Owi/Butet Persembahkan Medali Emas Sebagai Kado HUT RI

Kontingen Olimpiade Indonesia akhirnya sukses meraih medali emas tepat pada hari Ulang Tahun Kemerdekaan RI ke-71. Medali emas ini diraih oleh pasangan ganda campuran Indonesia Tontowi Ahmad/Liliyana Natsir setelah mengalahkan ganda campuran Malaysia duet pasangan Chan Peng Soon/Goh Liu Ying di final cabang bulutangkis ganda campuran Olimpiade Rio 2016 di Riocentro-Pavilion 4, Rabu ( 18/8/206).

Pasangan terbaik ganda campuran Indonesia yang biasa disapa dengan Owi/Butet ini hanya butuh waktu 45 menit untuk menuntaskan perlawanan pasangan malaysia dengan straight set dua game 21-14 dan 21-12. Sejak awal Owi/Butet memang tampil begitu agresif tanpa memberikan kesempatan lawan untuk berkembang.

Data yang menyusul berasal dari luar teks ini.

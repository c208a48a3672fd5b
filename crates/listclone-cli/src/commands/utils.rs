use std::sync::Arc;

use anyhow::{Context, Result};
use listclone_core::config::RootConfig;
use listclone_core::notification::{Notification, Notifier};
use listclone_core::record::SelectedRow;
use listclone_core::store::RemoteListStore;
use listclone_infrastructure::HttpListStore;

/// Parses `NAME=VALUE[,NAME=VALUE...]` into a selected row.
pub fn parse_row(raw: &str) -> std::result::Result<SelectedRow, String> {
    raw.split(',')
        .filter(|pair| !pair.trim().is_empty())
        .map(|pair| {
            let (name, value) = pair
                .split_once('=')
                .ok_or_else(|| format!("expected NAME=VALUE, got '{}'", pair))?;
            let name = name.trim();
            if name.is_empty() {
                return Err(format!("empty field name in '{}'", pair));
            }
            Ok((name.to_string(), value.trim().to_string()))
        })
        .collect()
}

/// Prints notifications the way a modal dialog would show them.
pub struct ConsoleNotifier;

impl Notifier for ConsoleNotifier {
    fn alert(&self, notification: &Notification) {
        let label = match notification {
            Notification::Info(_) => "info",
            Notification::Success(_) => "success",
            Notification::Failure(_) => "failure",
        };
        println!("[{}] {}", label, notification);
    }
}

pub fn http_store(config: &RootConfig) -> Result<Arc<dyn RemoteListStore>> {
    let store = HttpListStore::new(&config.store).context("Failed to create list store client")?;
    Ok(Arc::new(store))
}
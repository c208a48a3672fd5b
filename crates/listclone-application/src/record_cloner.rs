//! Creates a copy of a record in the same list.

use std::sync::Arc;

use listclone_core::endpoint::ListEndpoint;
use listclone_core::error::Result;
use listclone_core::record::{ClonePayload, Record};
use listclone_core::store::RemoteListStore;
use tracing::{debug, info};

use crate::schema_type_resolver::SchemaTypeResolver;

pub struct RecordCloner {
    store: Arc<dyn RemoteListStore>,
    resolver: Arc<SchemaTypeResolver>,
}

impl RecordCloner {
    pub fn new(store: Arc<dyn RemoteListStore>, resolver: Arc<SchemaTypeResolver>) -> Self {
        Self { store, resolver }
    }

    /// Resolves the schema type token, then POSTs a copy of `source` whose
    /// title carries the clone prefix. Returns the record the store created.
    ///
    /// Nothing is retried. Either the store created the record or it did not.
    pub async fn clone_record(&self, list: &ListEndpoint, source: &Record) -> Result<Record> {
        let token = self.resolver.resolve(list).await?;
        let payload = ClonePayload::from_source(&token, source);
        let body = serde_json::to_value(&payload)?;

        debug!(list = %list.list_title(), source_id = source.id, "Creating clone");
        let value = self.store.post_json(&list.create_request(), &body).await?;
        let created: Record = serde_json::from_value(value)?;

        info!(
            list = %list.list_title(),
            source_id = source.id,
            created_id = created.id,
            "Cloned record"
        );
        Ok(created)
    }
}
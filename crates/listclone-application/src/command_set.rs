//! The command set the host talks to.
//!
//! The host calls `on_list_view_updated` whenever the view or the selection
//! changes and `on_execute` when a command is clicked.

use std::sync::Arc;

use listclone_core::command::{CommandRegistry, CommandVisibilityMap};
use listclone_core::config::{CommandSetProperties, TargetLists};
use listclone_core::endpoint::ListEndpoint;
use listclone_core::error::Result;
use listclone_core::notification::{Notification, Notifier};
use listclone_core::record::SelectedRow;
use listclone_core::store::RemoteListStore;
use listclone_core::visibility::VisibilityPolicy;
use tracing::{debug, info};

use crate::command_dispatcher::CommandDispatcher;

/// Where the view lives: the site and the list it is showing.
#[derive(Debug, Clone, PartialEq, Eq)]
pub struct PageContext {
    pub site_url: String,
    pub list_title: String,
}

impl PageContext {
    pub fn new(site_url: impl Into<String>, list_title: impl Into<String>) -> Self {
        Self {
            site_url: site_url.into(),
            list_title: list_title.into(),
        }
    }

    pub fn list_endpoint(&self) -> ListEndpoint {
        ListEndpoint::new(&self.site_url, self.list_title.clone())
    }
}

#[derive(Debug, Clone, Default)]
pub struct ListViewUpdatedEvent {
    pub selected_rows: Vec<SelectedRow>,
}

#[derive(Debug, Clone)]
pub struct ExecuteEvent {
    pub item_id: String,
    pub selected_rows: Vec<SelectedRow>,
}

pub struct ListViewCommandSet {
    context: PageContext,
    properties: CommandSetProperties,
    registry: CommandRegistry,
    policy: VisibilityPolicy,
    dispatcher: CommandDispatcher,
    notifier: Arc<dyn Notifier>,
}

impl ListViewCommandSet {
    pub fn new(
        context: PageContext,
        properties: CommandSetProperties,
        registry: CommandRegistry,
        store: Arc<dyn RemoteListStore>,
        notifier: Arc<dyn Notifier>,
    ) -> Self {
        Self {
            context,
            properties,
            registry,
            policy: VisibilityPolicy::default(),
            dispatcher: CommandDispatcher::new(store),
            notifier,
        }
    }

    pub fn with_target_lists(mut self, target_lists: TargetLists) -> Self {
        self.policy = VisibilityPolicy::new(target_lists);
        self
    }

    pub fn on_init(&self) {
        info!(list = %self.context.list_title, "Initialized list clone command set");
    }

    /// The host navigated to another list. The schema type token is kept.
    pub fn set_context(&mut self, context: PageContext) {
        self.context = context;
    }

    pub fn registry(&self) -> &CommandRegistry {
        &self.registry
    }

    /// Recomputes and applies command visibility for the current view.
    pub fn on_list_view_updated(&mut self, event: &ListViewUpdatedEvent) -> CommandVisibilityMap {
        let map = self.policy.compute(
            &self.context.list_title,
            event.selected_rows.len(),
            &self.registry.visibility_map(),
        );
        self.registry.apply_visibility(&map);
        debug!(?map, "Applied command visibility");
        map
    }

    /// Dispatches the clicked command and shows its notification.
    ///
    /// An unknown command is returned as an error and nothing is shown.
    pub async fn on_execute(&self, event: &ExecuteEvent) -> Result<Notification> {
        let notification = self
            .dispatcher
            .execute(
                &event.item_id,
                &event.selected_rows,
                &self.properties.message_prefix,
                &self.context.list_endpoint(),
            )
            .await?;
        self.notifier.alert(&notification);
        Ok(notification)
    }
}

Pasangan Malaysia sempat memberikan perlawanan pada game kedua, hingga perolehan angka 12-10, namun perlahan tapi pasti Owi/Butet mampu kembali menguasai jalannya permainan sehingga permainan pasangan Malaysia tersebut tidak berkembang dan pada akhirnya menutup skor 21-12.

Medali emas ini juga sebagai pembuktian Liliyana Natsir untuk menebus kegagalannya pada dua Olimpiade sebelumnya. Pada Olimpiade Beijing Liiyana Natsir yang kala itu masih berpasangan dengan Nova Widianto berhasil mencapai final tetapi kandas oleh pasangan Korea dan hanya mendapatkan medali Perak, sedangkan pada Olimpiade London 2012, Owi/Butet kandas di semifinal. Ini menjadi medali emas pertama Indonesia di Olimpiade cabang bulu tangkis di nomor ganda campuran.

Sukses ini juga menjadi pencapaian bagi pelatih ganda campuran Indonesia Richard Mainacky yang sudah menantikan medali Olimpiade bagi anak didiknya. Ia menjadi pelatih ganda campuran Indonesia selama 16 tahun yang akhirnya sukses menelurkan medali emas Olimpiade pertamanya.